Scientists design new bio-inspired molecules to promote bone regeneration

People's ability to regenerate bones declines with age and is further decreased by diseases such as osteoporosis. To help the aging population, researchers are looking for new therapies that improve bone regeneration.

Now, an interdisciplinary team of researchers from the Biotechnology Center (BIOTEC) and the Medical Faculty of TU Dresden along with a group from Max Bergmann Center of Biomaterials (MBC) developed novel bio-inspired molecules that enhance bone regeneration in mice. The results were published in the journal Biomaterials.

As people age, their ability to regenerate bones decreases. Fractures take longer to heal and diseases like osteoporosis only add to it. This represents a serious health challenge to the aging population and an increasing socioeconomic burden for the society. To help combat this issue, researchers are looking for new therapeutic approaches that can improve bone regeneration.

A team of scientists from Dresden used computer modeling and simulations to design novel bio-inspired molecules to enhance bone regeneration in mice. The new molecules can be incorporated into biomaterials and applied locally to bone defects. These new molecules are based on glycosaminoglycans, which are long-chained sugars such as hyaluronic acid or heparin.

A sweet solution for an old bone

"Thanks to our group's work and the work of other researchers, we know a distinct molecular pathway that regulates bone formation and repair. In fact, we can narrow it down to two proteins that work together to block bone regeneration, sclerostin and dickkopf-1" explains Prof. Lorenz Hofbauer, "The big challenge for developing drugs that improve bone healing is to efficiently turn off both of these proteins, which act as brake signals, at the same time."

An interdisciplinary approach was a key to this challenge. The Structural Bioinformatics group led by Prof. Maria Teresa Pisabarro at the Biotechnology Center (BIOTEC) of TU Dresden and the Functional Biomaterials group led by PD Dr. Vera Hintze at the Max Bergmann Center of Biomaterials (MBC), Institute of Materials Science of TU Dresden combined their know-how with bone expert Prof. Lorenz Hofbauer at the Medical Faculty of TU Dresden.

"For several years, we have harnessed the power of computer simulations to investigate how proteins regulating bone formation interact with their receptors. All this to design new molecules that can efficiently interfere with these interactions. We worked in tandem between the computer and the bench, designing new molecules and testing them, feeding the results back to our molecular models and learning more about the molecular properties required for our goal," explains Prof. Pisabarro.

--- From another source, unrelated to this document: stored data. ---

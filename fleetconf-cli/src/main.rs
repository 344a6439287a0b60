//! Command-line front end for the fleetconf engine.
//!
//! Loads the inventory and run configuration, applies the device selection
//! and the credential transform, dispatches the pipeline across the fleet
//! and writes the run artifacts. Exits non-zero when any device failed, so
//! wrapper automation can chain on convergence.

use anyhow::{bail, Context};
use clap::Parser;
use std::path::PathBuf;
use std::process::ExitCode;
use std::sync::Arc;
use tracing::info;
use tracing_subscriber::EnvFilter;

use fleetconf::prelude::*;

#[derive(Parser, Debug)]
#[command(
    name = "fleetconf",
    version,
    about = "Push templated configuration to a fleet of network switches"
)]
struct Cli {
    /// Inventory file (YAML, name -> {hostname, platform, groups, data}).
    #[arg(long, default_value = "hosts.yaml")]
    inventory: PathBuf,

    /// Optional run configuration file.
    #[arg(long)]
    config: Option<PathBuf>,

    /// Only run against devices in this group.
    #[arg(long, conflicts_with = "host")]
    group: Option<String>,

    /// Only run against the named devices (repeatable).
    #[arg(long)]
    host: Vec<String>,

    /// Login username.
    #[arg(long, env = "FLEETCONF_USERNAME")]
    username: String,

    /// Login password.
    #[arg(long, env = "FLEETCONF_PASSWORD", hide_env_values = true)]
    password: String,

    /// Enable password, where the platform needs one.
    #[arg(long, env = "FLEETCONF_SECRET", hide_env_values = true)]
    secret: Option<String>,

    /// Worker pool width override.
    #[arg(long)]
    workers: Option<usize>,

    /// Disable the interactive progress bar.
    #[arg(long)]
    no_progress: bool,
}

impl Cli {
    fn selection(&self) -> Selection {
        if let Some(group) = &self.group {
            Selection::group(group)
        } else if self.host.is_empty() {
            Selection::All
        } else {
            Selection::names(self.host.clone())
        }
    }

    fn credentials(&self) -> Credentials {
        let credentials = Credentials::new(&self.username, &self.password);
        match &self.secret {
            Some(secret) => credentials.with_secret(secret),
            None => credentials,
        }
    }
}

#[tokio::main]
async fn main() -> anyhow::Result<ExitCode> {
    tracing_subscriber::fmt()
        .with_env_filter(EnvFilter::from_default_env())
        .init();

    let cli = Cli::parse();

    let mut config = match &cli.config {
        Some(path) => RunConfig::load(path)?,
        None => RunConfig::default(),
    };
    if let Some(workers) = cli.workers {
        config.num_workers = workers;
    }

    // Everything that can fail at the boundary fails here, before dispatch.
    let inventory = Inventory::load(&cli.inventory)?;
    let credentials = cli.credentials();
    let devices: Vec<Device> = inventory
        .select(&cli.selection())
        .iter()
        .map(|d| d.with_credentials(&credentials))
        .collect();
    if devices.is_empty() {
        bail!("no devices matched the selection");
    }

    let templates = Arc::new(FileTemplates::open(&config.template_dir)?);
    let transport = Arc::new(OpenSshTransport::new(config.connect_timeout()));
    let pipeline = Arc::new(DevicePipeline::new(
        transport,
        templates,
        PipelineSettings::from(&config),
    ));
    let reporter = Reporter::new(&config.log_dir).context("creating log directories")?;

    let bar = Arc::new(if cli.no_progress {
        ProgressBarSink::hidden()
    } else {
        ProgressBarSink::new(devices.len())
    });

    info!(
        devices = devices.len(),
        workers = config.num_workers,
        "starting fleet configuration run"
    );

    let result = Runner::new(config.num_workers)
        .run(
            devices,
            pipeline,
            Arc::clone(&bar) as Arc<dyn ProgressSink>,
        )
        .await;
    bar.finish(result.failed_count());

    reporter
        .write_all(&result, &inventory)
        .context("writing run artifacts")?;

    println!(
        "{} device(s) processed, {} failed.",
        result.len(),
        result.failed_count()
    );
    if result.all_succeeded() {
        Ok(ExitCode::SUCCESS)
    } else {
        println!(
            "Retry inventory written to {}; feed it back with --inventory to re-run the failures.",
            config.log_dir.join(fleetconf::report::RETRY_INVENTORY_FILE).display()
        );
        Ok(ExitCode::FAILURE)
    }
}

Finally, the team of Lorenz Hofbauer's Bone Lab used a biomaterial loaded with the new molecules on bone defects in mice to test their effectiveness. The group found that materials containing the novel molecules outperformed the standard biomaterial and enhanced bone healing by up to 50%, which indicates their potential for improving bone regeneration.

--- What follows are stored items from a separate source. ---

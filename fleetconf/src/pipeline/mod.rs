//! The fixed per-device task pipeline.
//!
//! One pipeline run walks a single device through
//! reachability → probe → render → push → save, strictly in order, capturing
//! one [`StepOutcome`] per attempted step. The first failure short-circuits
//! the rest; everything attempted so far stays recorded. The run is total:
//! every failure is folded into the returned [`DeviceOutcome`], never raised.

use std::future::Future;
use std::sync::Arc;
use std::time::Duration;
use tokio::time::timeout;
use tracing::{debug, warn};

use crate::config::RunConfig;
use crate::core::{DeviceOutcome, FailureKind, Step, StepOutcome};
use crate::errors::TransportError;
use crate::inventory::Device;
use crate::template::{TemplateEngine, TemplateVars};
use crate::transport::{Session, Transport};

/// Tunables for one pipeline run.
#[derive(Debug, Clone)]
pub struct PipelineSettings {
    /// Port the reachability probe targets.
    pub port: u16,
    /// Deadline for reachability and session establishment.
    pub connect_timeout: Duration,
    /// Deadline for each remote command.
    pub command_timeout: Duration,
    /// The diagnostic probe command.
    pub probe_command: String,
}

impl Default for PipelineSettings {
    fn default() -> Self {
        Self {
            port: 22,
            connect_timeout: Duration::from_secs(10),
            command_timeout: Duration::from_secs(30),
            probe_command: "show running-config | include hostname".to_string(),
        }
    }
}

impl From<&RunConfig> for PipelineSettings {
    fn from(config: &RunConfig) -> Self {
        Self {
            port: config.port,
            connect_timeout: config.connect_timeout(),
            command_timeout: config.command_timeout(),
            probe_command: config.probe_command.clone(),
        }
    }
}

/// Runs the fixed step sequence against a single device.
pub struct DevicePipeline {
    transport: Arc<dyn Transport>,
    templates: Arc<dyn TemplateEngine>,
    settings: PipelineSettings,
}

impl DevicePipeline {
    /// Wires the pipeline to its collaborators.
    pub fn new(
        transport: Arc<dyn Transport>,
        templates: Arc<dyn TemplateEngine>,
        settings: PipelineSettings,
    ) -> Self {
        Self {
            transport,
            templates,
            settings,
        }
    }

    /// Executes the pipeline for one device.
    pub async fn run(&self, device: &Device) -> DeviceOutcome {
        let reachable = self
            .transport
            .check_reachable(device, self.settings.port, self.settings.connect_timeout)
            .await;
        if !reachable {
            // Unreachable devices never see a config push.
            warn!(device = %device.name, hostname = %device.hostname, "device unreachable");
            return DeviceOutcome::fail(
                &device.name,
                &device.hostname,
                Vec::new(),
                FailureKind::Unreachable,
                format!(
                    "no route to {}:{}",
                    device.hostname, self.settings.port
                ),
            );
        }

        let mut session = match self.connect(device).await {
            Ok(session) => session,
            Err(err) => {
                let kind = FailureKind::from_transport(&err, Step::Probe);
                let message = err.to_string();
                return DeviceOutcome::fail(
                    &device.name,
                    &device.hostname,
                    vec![StepOutcome::failed(Step::Probe, kind, message.clone())],
                    kind,
                    message,
                );
            }
        };

        let outcome = self.run_steps(device, session.as_mut()).await;
        // Single close point: holds for success and for every failed step.
        session.close().await;
        outcome
    }

    async fn connect(&self, device: &Device) -> Result<Box<dyn Session>, TransportError> {
        match timeout(self.settings.connect_timeout, self.transport.connect(device)).await {
            Ok(result) => result,
            Err(_) => Err(TransportError::Timeout(self.settings.connect_timeout)),
        }
    }

    async fn run_steps(&self, device: &Device, session: &mut dyn Session) -> DeviceOutcome {
        let mut steps = Vec::with_capacity(4);

        match self.call(session.probe(&self.settings.probe_command)).await {
            Ok(output) => steps.push(StepOutcome::ok(Step::Probe, output)),
            Err(err) => return abort(device, steps, Step::Probe, &err),
        }

        // Rendering is local CPU work; the session sits idle across it.
        let vars = TemplateVars::from_device(device);
        let key = device.template_key();
        let rendered = match self.templates.render(key, &vars) {
            Ok(text) => text,
            Err(err) => {
                let message = err.to_string();
                steps.push(StepOutcome::failed(
                    Step::Render,
                    FailureKind::Template,
                    message.clone(),
                ));
                return DeviceOutcome::fail(
                    &device.name,
                    &device.hostname,
                    steps,
                    FailureKind::Template,
                    message,
                );
            }
        };
        steps.push(StepOutcome::ok(Step::Render, rendered.clone()));

        let lines: Vec<String> = rendered
            .lines()
            .filter(|line| !line.trim().is_empty())
            .map(ToString::to_string)
            .collect();
        match self.call(session.push_config(&lines)).await {
            Ok(ack) => steps.push(StepOutcome::ok(Step::Push, ack)),
            Err(err) => return abort(device, steps, Step::Push, &err),
        }

        match self.call(session.persist()).await {
            Ok(ack) => steps.push(StepOutcome::ok(Step::Save, ack)),
            Err(err) => {
                // The configuration is already live on the device here; the
                // outcome carries that state explicitly.
                return abort(device, steps, Step::Save, &err).with_config_applied();
            }
        }

        debug!(device = %device.name, "pipeline completed");
        DeviceOutcome::success(&device.name, &device.hostname, steps).with_config_applied()
    }

    async fn call<T, F>(&self, operation: F) -> Result<T, TransportError>
    where
        F: Future<Output = Result<T, TransportError>>,
    {
        match timeout(self.settings.command_timeout, operation).await {
            Ok(result) => result,
            Err(_) => Err(TransportError::Timeout(self.settings.command_timeout)),
        }
    }
}

fn abort(
    device: &Device,
    mut steps: Vec<StepOutcome>,
    step: Step,
    err: &TransportError,
) -> DeviceOutcome {
    let kind = FailureKind::from_transport(err, step);
    let message = err.to_string();
    steps.push(StepOutcome::failed(step, kind, message.clone()));
    DeviceOutcome::fail(&device.name, &device.hostname, steps, kind, message)
}

#[cfg(test)]
mod tests {
    use super::*;
    use crate::core::StepResult;
    use crate::errors::TransportError;
    use crate::testing::fixtures;
    use crate::testing::{DeviceScript, FakeTransport};

    fn pipeline(transport: Arc<FakeTransport>) -> DevicePipeline {
        DevicePipeline::new(
            transport,
            Arc::new(fixtures::static_templates()),
            PipelineSettings::default(),
        )
    }

    #[tokio::test]
    async fn successful_run_records_the_full_sequence() {
        let transport = Arc::new(FakeTransport::new());
        let device = fixtures::device("SW1", "10.0.0.1");

        let outcome = pipeline(Arc::clone(&transport)).run(&device).await;

        assert!(!outcome.is_failed());
        assert_eq!(
            outcome.step_sequence(),
            vec![Step::Probe, Step::Render, Step::Push, Step::Save]
        );
        assert!(outcome.config_applied);
        assert_eq!(transport.opened(), 1);
        assert_eq!(transport.closed(), 1);
    }

    #[tokio::test]
    async fn rendered_lines_reach_the_device() {
        let transport = Arc::new(FakeTransport::new());
        let device = fixtures::device("SW1", "10.0.0.1");

        pipeline(Arc::clone(&transport)).run(&device).await;

        let pushed = transport.pushed_lines("SW1").unwrap();
        assert_eq!(pushed, vec!["hostname SW1".to_string()]);
    }

    #[tokio::test]
    async fn unreachable_device_attempts_nothing() {
        let transport = Arc::new(FakeTransport::new());
        transport.script("SW1", DeviceScript::ok().unreachable());
        let device = fixtures::device("SW1", "10.0.0.1");

        let outcome = pipeline(Arc::clone(&transport)).run(&device).await;

        assert!(outcome.is_failed());
        assert_eq!(outcome.failure_kind(), Some(FailureKind::Unreachable));
        assert!(outcome.steps.is_empty());
        assert_eq!(transport.opened(), 0);
    }

    #[tokio::test]
    async fn auth_rejection_classifies_the_probe_step() {
        let transport = Arc::new(FakeTransport::new());
        transport.script(
            "SW1",
            DeviceScript::ok().connect_error(TransportError::auth("permission denied")),
        );
        let device = fixtures::device("SW1", "10.0.0.1");

        let outcome = pipeline(Arc::clone(&transport)).run(&device).await;

        assert_eq!(outcome.failure_kind(), Some(FailureKind::Authentication));
        assert_eq!(outcome.steps.len(), 1);
        assert!(matches!(
            outcome.steps[0].result,
            StepResult::Failed {
                kind: FailureKind::Authentication,
                ..
            }
        ));
    }

    #[tokio::test]
    async fn template_failure_aborts_before_any_push() {
        let transport = Arc::new(FakeTransport::new());
        let device = fixtures::device_in_group("SW9", "10.0.0.9", "unknown-group");

        let outcome = pipeline(Arc::clone(&transport)).run(&device).await;

        assert_eq!(outcome.failure_kind(), Some(FailureKind::Template));
        assert_eq!(outcome.step_sequence(), vec![Step::Probe, Step::Render]);
        assert!(transport.pushed_lines("SW9").is_none());
        // The session still gets torn down after the failed render.
        assert_eq!(transport.closed(), 1);
    }

    #[tokio::test]
    async fn push_rejection_short_circuits_save() {
        let transport = Arc::new(FakeTransport::new());
        transport.script(
            "SW1",
            DeviceScript::ok()
                .push_error(TransportError::config_rejected("ip rotuing", "% Invalid input")),
        );
        let device = fixtures::device("SW1", "10.0.0.1");

        let outcome = pipeline(Arc::clone(&transport)).run(&device).await;

        assert_eq!(outcome.failure_kind(), Some(FailureKind::ConfigPush));
        assert_eq!(
            outcome.step_sequence(),
            vec![Step::Probe, Step::Render, Step::Push]
        );
        assert!(!outcome.config_applied);
    }

    #[tokio::test]
    async fn save_failure_records_config_as_applied() {
        let transport = Arc::new(FakeTransport::new());
        transport.script(
            "SW1",
            DeviceScript::ok().persist_error(TransportError::persist("startup write failed")),
        );
        let device = fixtures::device("SW1", "10.0.0.1");

        let outcome = pipeline(Arc::clone(&transport)).run(&device).await;

        assert!(outcome.is_failed());
        assert_eq!(outcome.failure_kind(), Some(FailureKind::Persist));
        assert!(outcome.config_applied);
        assert_eq!(outcome.steps.len(), 4);
    }

    #[tokio::test]
    async fn slow_command_times_out_as_that_steps_failure() {
        let transport = Arc::new(FakeTransport::new());
        transport.script(
            "SW1",
            DeviceScript::ok().probe_delay(Duration::from_secs(60)),
        );
        let device = fixtures::device("SW1", "10.0.0.1");

        let mut settings = PipelineSettings::default();
        settings.command_timeout = Duration::from_millis(50);
        let pipeline = DevicePipeline::new(
            Arc::clone(&transport) as Arc<dyn Transport>,
            Arc::new(fixtures::static_templates()),
            settings,
        );

        let outcome = pipeline.run(&device).await;

        assert_eq!(outcome.failure_kind(), Some(FailureKind::Connection));
        assert_eq!(outcome.step_sequence(), vec![Step::Probe]);
    }
}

Value-added chain: From computer to the lab bench and back

The multidisciplinary team used rational drug design to create novel molecules with tailored properties and minimal side effects. By using computational methods to predict and refine the properties of the designed molecules, the team was able to develop a series of candidates with the greatest potential for turning off the proteins that block bone regeneration.

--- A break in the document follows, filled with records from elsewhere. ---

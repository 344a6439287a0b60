//! Core domain model types for fleetconf.
//!
//! This module contains the types the rest of the engine communicates with:
//! - The fixed pipeline step enum and per-step outcome
//! - The per-device outcome with its failure classification
//! - The run-wide result map

mod failure;
mod outcome;
mod run;

pub use failure::FailureKind;
pub use outcome::{DeviceOutcome, Failure, Step, StepOutcome, StepResult};
pub use run::{RunId, RunResult};
//! Run configuration.

use serde::{Deserialize, Serialize};
use std::fs;
use std::path::{Path, PathBuf};
use std::time::Duration;

use crate::errors::FleetError;

/// Tunables for one invocation, loadable from a YAML document.
///
/// Every field has a default, so running without a config file works.
#[derive(Debug, Clone, PartialEq, Serialize, Deserialize)]
#[serde(default)]
pub struct RunConfig {
    /// Worker pool width.
    pub num_workers: usize,
    /// Port the reachability probe targets.
    pub port: u16,
    /// Deadline for reachability and session establishment, in seconds.
    pub connect_timeout_secs: u64,
    /// Deadline for each remote command, in seconds.
    pub command_timeout_secs: u64,
    /// The diagnostic probe command.
    pub probe_command: String,
    /// Directory the run artifacts land in.
    pub log_dir: PathBuf,
    /// Directory the configuration templates live in.
    pub template_dir: PathBuf,
}

impl Default for RunConfig {
    fn default() -> Self {
        Self {
            num_workers: num_cpus::get(),
            port: 22,
            connect_timeout_secs: 10,
            command_timeout_secs: 30,
            probe_command: "show running-config | include hostname".to_string(),
            log_dir: PathBuf::from("logs"),
            template_dir: PathBuf::from("templates"),
        }
    }
}

impl RunConfig {
    /// Loads a config document. Unreadable or unparsable files are run-level
    /// fatal errors.
    pub fn load(path: &Path) -> Result<Self, FleetError> {
        let text = fs::read_to_string(path)
            .map_err(|e| FleetError::config(format!("{}: {e}", path.display())))?;
        serde_yml::from_str(&text)
            .map_err(|e| FleetError::config(format!("{}: {e}", path.display())))
    }

    /// The connect deadline as a duration.
    #[must_use]
    pub fn connect_timeout(&self) -> Duration {
        Duration::from_secs(self.connect_timeout_secs)
    }

    /// The per-command deadline as a duration.
    #[must_use]
    pub fn command_timeout(&self) -> Duration {
        Duration::from_secs(self.command_timeout_secs)
    }
}

#[cfg(test)]
mod tests {
    use super::*;
    use pretty_assertions::assert_eq;

    #[test]
    fn defaults_are_usable_without_a_file() {
        let config = RunConfig::default();
        assert!(config.num_workers >= 1);
        assert_eq!(config.port, 22);
        assert_eq!(config.log_dir, PathBuf::from("logs"));
    }

    #[test]
    fn partial_documents_fill_in_defaults() {
        let config: RunConfig = serde_yml::from_str("num_workers: 4\nport: 2222\n").unwrap();
        assert_eq!(config.num_workers, 4);
        assert_eq!(config.port, 2222);
        assert_eq!(config.command_timeout_secs, 30);
    }

    #[test]
    fn load_reports_missing_file_as_config_error() {
        let err = RunConfig::load(Path::new("/nonexistent/run.yaml")).unwrap_err();
        assert!(err.to_string().starts_with("configuration error"));
    }

    #[test]
    fn load_round_trips_through_a_real_file() {
        let dir = tempfile::tempdir().unwrap();
        let path = dir.path().join("run.yaml");
        let config = RunConfig {
            num_workers: 2,
            ..RunConfig::default()
        };
        fs::write(&path, serde_yml::to_string(&config).unwrap()).unwrap();
        assert_eq!(RunConfig::load(&path).unwrap(), config);
    }
}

Pisabarro group's expertise allowed the thorough analysis of the three-dimensional (3D) structures of the two proteins that block bone regeneration. With that, they were able to model their interaction with their receptors in 3D and identify so-called hot spots, i.e., specific physicochemical and dynamic properties that are essential for the biological interaction to occur.

"We used molecular modeling to design new structures that mimic relevant receptor interactions with both proteins. We wanted this binding to be stronger than their natural interactions. In this way, our novel molecules would simultaneously hijack the proteins and effectively turn them off to turn the bone regeneration on," explains Prof. Pisabarro.

"The molecules designed by Pisabarro's group were synthesized by our colleagues at the Free University of Berlin and then analyzed regarding their protein binding properties via biophysical interaction analysis," says PD Dr. Hintze. "For each of the molecules we were able to measure the binding strength with the proteins and their interference with natural receptor binding of the proteins. Thus, we could reveal empirically how effective each of the small molecules could be at turning off the inhibitory proteins." Hofbauer group then tested the biological relevance of these interaction studies in a cell culture model and later in mice.

The results of such iterative testing are a valuable asset that enhances the current molecular models of the Pisabarro group and can be used to guide the development of novel and better molecules in the future. Such an approach also ensures that animal research is minimized and enters the project only in its final phase.

The team's findings represent an exciting step forward in preclinical development. The newly designed molecules could potentially be used to turn off the proteins that block bone regeneration and lead to the development of novel, more effective treatments for bone fractures and other bone-related conditions.